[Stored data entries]
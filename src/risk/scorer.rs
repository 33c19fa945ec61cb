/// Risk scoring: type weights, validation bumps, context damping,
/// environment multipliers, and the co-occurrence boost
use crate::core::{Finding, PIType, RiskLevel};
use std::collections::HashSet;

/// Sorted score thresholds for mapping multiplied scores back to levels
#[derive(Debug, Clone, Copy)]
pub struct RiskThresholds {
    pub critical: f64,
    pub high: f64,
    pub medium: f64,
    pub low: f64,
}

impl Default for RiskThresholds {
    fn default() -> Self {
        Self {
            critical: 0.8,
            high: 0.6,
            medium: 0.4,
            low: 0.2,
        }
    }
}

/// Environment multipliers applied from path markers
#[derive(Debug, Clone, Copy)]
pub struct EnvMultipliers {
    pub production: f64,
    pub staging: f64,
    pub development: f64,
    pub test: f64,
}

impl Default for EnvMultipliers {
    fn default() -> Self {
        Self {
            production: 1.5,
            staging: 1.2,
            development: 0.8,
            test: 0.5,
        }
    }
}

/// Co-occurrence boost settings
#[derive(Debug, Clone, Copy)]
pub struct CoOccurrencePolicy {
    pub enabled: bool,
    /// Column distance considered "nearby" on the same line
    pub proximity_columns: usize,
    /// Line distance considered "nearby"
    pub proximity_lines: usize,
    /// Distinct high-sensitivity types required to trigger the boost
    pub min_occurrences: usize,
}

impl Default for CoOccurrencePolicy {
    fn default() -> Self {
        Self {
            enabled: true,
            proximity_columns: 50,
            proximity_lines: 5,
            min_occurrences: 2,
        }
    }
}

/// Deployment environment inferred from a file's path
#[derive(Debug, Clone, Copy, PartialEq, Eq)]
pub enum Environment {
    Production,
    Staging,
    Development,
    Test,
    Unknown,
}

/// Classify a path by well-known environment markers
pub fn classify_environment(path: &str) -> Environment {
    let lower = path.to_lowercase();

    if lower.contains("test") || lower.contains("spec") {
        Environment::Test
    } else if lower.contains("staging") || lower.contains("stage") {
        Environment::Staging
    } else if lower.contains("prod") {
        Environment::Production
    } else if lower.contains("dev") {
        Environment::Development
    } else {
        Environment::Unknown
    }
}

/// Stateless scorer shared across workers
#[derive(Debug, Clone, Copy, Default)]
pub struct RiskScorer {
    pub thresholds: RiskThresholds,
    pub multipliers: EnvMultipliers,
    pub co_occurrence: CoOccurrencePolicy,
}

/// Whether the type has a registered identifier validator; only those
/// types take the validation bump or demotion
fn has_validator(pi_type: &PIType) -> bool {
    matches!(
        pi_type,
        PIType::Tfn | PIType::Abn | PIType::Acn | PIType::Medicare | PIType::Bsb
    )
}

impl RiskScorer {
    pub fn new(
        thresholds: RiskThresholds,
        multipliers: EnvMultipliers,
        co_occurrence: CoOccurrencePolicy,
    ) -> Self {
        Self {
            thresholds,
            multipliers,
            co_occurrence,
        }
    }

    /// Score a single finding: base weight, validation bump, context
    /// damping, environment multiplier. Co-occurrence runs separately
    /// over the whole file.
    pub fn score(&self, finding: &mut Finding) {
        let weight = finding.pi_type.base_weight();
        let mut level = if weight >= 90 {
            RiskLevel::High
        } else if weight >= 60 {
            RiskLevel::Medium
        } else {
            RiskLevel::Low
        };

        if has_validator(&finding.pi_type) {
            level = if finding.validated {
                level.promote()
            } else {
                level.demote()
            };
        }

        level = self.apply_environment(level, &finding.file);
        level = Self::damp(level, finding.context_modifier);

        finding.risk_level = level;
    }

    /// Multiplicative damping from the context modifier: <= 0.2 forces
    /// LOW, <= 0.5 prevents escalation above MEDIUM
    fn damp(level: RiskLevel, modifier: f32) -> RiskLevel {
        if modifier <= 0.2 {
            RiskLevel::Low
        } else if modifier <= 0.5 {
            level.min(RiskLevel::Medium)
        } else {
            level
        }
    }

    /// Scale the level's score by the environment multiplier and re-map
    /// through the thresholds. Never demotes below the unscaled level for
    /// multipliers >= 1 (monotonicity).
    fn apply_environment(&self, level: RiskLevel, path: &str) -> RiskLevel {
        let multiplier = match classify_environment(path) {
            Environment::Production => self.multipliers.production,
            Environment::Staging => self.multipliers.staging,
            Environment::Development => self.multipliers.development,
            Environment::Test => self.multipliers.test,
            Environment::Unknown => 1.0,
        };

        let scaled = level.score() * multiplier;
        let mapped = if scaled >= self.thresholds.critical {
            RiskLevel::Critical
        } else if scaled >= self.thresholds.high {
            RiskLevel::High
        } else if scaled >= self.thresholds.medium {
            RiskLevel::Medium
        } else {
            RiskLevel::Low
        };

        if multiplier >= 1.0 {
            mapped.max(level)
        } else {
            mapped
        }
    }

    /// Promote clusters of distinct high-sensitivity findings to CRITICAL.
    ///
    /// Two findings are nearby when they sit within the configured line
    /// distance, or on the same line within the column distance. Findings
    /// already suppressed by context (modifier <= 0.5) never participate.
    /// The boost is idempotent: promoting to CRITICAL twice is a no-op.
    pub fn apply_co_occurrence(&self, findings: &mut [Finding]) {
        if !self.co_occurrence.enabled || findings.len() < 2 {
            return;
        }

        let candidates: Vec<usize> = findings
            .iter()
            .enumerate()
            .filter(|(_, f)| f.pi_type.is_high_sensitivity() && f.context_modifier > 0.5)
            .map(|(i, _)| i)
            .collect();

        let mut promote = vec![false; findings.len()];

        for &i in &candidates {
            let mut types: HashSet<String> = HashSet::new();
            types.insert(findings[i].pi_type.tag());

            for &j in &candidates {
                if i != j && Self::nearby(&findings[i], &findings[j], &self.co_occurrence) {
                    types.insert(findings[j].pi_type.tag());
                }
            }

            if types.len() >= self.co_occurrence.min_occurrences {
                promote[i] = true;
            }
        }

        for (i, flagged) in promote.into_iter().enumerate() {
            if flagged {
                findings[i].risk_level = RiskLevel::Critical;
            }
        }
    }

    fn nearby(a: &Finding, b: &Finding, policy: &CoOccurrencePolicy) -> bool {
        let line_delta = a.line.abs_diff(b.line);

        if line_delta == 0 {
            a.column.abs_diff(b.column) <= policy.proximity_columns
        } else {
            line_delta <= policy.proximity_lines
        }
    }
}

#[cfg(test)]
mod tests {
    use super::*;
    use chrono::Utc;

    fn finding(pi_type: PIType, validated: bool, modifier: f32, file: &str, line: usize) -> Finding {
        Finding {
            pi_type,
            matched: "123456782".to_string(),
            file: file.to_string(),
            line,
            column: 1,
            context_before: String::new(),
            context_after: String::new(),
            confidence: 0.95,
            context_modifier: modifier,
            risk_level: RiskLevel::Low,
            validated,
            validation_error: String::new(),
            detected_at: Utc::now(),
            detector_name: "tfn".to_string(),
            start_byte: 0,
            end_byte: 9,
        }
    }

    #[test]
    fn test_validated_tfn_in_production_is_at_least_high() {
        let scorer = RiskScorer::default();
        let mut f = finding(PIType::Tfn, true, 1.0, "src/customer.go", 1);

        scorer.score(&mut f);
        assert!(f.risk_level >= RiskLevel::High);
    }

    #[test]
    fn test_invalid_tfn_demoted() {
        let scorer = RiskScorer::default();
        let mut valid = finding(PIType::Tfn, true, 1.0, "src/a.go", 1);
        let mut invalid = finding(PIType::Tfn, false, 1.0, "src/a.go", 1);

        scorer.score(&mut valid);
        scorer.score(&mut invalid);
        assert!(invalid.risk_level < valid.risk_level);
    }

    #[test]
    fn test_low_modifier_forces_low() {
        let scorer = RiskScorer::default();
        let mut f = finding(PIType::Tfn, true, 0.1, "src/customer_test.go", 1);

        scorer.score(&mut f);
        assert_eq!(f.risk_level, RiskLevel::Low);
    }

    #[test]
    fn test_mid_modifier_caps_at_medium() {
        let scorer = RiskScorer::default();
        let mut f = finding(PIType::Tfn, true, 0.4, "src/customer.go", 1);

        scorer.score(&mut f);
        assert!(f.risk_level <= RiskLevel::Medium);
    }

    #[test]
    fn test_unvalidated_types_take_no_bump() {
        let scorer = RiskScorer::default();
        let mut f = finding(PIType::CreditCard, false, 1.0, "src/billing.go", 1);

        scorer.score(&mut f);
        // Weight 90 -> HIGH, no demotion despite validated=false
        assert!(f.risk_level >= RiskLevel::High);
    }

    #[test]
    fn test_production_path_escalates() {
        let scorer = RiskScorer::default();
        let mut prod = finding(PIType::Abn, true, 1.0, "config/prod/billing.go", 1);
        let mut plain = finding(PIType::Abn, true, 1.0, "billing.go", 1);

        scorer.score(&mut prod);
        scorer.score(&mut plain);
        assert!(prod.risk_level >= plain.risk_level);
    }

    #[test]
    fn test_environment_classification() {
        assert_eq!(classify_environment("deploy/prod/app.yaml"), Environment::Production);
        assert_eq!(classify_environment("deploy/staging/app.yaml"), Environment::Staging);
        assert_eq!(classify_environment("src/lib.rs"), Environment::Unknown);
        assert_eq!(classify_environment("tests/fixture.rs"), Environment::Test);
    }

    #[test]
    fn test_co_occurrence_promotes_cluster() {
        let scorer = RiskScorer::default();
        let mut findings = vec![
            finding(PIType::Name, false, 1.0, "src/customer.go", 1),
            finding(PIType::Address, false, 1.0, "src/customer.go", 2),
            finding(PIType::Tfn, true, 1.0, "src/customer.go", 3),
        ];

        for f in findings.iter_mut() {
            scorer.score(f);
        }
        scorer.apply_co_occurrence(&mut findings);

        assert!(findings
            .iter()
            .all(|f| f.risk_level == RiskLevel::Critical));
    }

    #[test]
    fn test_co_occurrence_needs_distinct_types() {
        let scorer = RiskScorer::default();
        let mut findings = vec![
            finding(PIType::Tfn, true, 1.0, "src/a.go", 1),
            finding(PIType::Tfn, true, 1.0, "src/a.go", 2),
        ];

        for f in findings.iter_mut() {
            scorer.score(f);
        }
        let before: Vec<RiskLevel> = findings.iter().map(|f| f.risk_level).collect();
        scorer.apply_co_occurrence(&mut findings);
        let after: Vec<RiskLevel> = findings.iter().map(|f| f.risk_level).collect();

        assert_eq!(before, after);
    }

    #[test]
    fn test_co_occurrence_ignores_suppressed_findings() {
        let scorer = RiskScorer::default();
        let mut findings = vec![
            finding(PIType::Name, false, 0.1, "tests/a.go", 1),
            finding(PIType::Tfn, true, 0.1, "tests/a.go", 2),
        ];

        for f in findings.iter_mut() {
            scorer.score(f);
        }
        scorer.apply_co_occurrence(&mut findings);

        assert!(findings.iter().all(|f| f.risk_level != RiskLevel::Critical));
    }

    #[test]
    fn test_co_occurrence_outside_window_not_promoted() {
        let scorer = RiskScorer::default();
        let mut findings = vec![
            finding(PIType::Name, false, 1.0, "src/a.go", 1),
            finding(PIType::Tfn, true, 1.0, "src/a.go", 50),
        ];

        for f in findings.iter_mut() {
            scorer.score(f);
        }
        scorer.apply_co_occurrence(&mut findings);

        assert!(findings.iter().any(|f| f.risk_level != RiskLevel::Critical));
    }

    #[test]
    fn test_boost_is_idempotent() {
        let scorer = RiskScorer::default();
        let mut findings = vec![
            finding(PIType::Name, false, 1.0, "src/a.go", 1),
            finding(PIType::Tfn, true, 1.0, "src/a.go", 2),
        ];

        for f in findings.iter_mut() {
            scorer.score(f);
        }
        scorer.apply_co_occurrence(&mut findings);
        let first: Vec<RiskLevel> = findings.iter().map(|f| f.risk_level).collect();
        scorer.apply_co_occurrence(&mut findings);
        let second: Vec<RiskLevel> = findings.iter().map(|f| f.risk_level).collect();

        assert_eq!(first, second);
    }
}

§ Work instruction
Please copy the lines above from the line with "let lower = path.to_lowercase();" up to and including the line with "fn has_validator(pi_type: &PIType)", exactly as written and with nothing else.

§ Answer to this task
    let lower = path.to_lowercase();

    if lower.contains("test") || lower.contains("spec") {
        Environment::Test
    } else if lower.contains("staging") || lower.contains("stage") {
        Environment::Staging
    } else if lower.contains("prod") {
        Environment::Production
    } else if lower.contains("dev") {
        Environment::Development
    } else {
        Environment::Unknown
    }
}

/// Stateless scorer shared across workers
#[derive(Debug, Clone, Copy, Default)]
pub struct RiskScorer {
    pub thresholds: RiskThresholds,
    pub multipliers: EnvMultipliers,
    pub co_occurrence: CoOccurrencePolicy,
}

/// Whether the type has a registered identifier validator; only those
/// types take the validation bump or demotion
fn has_validator(pi_type: &PIType) -> bool {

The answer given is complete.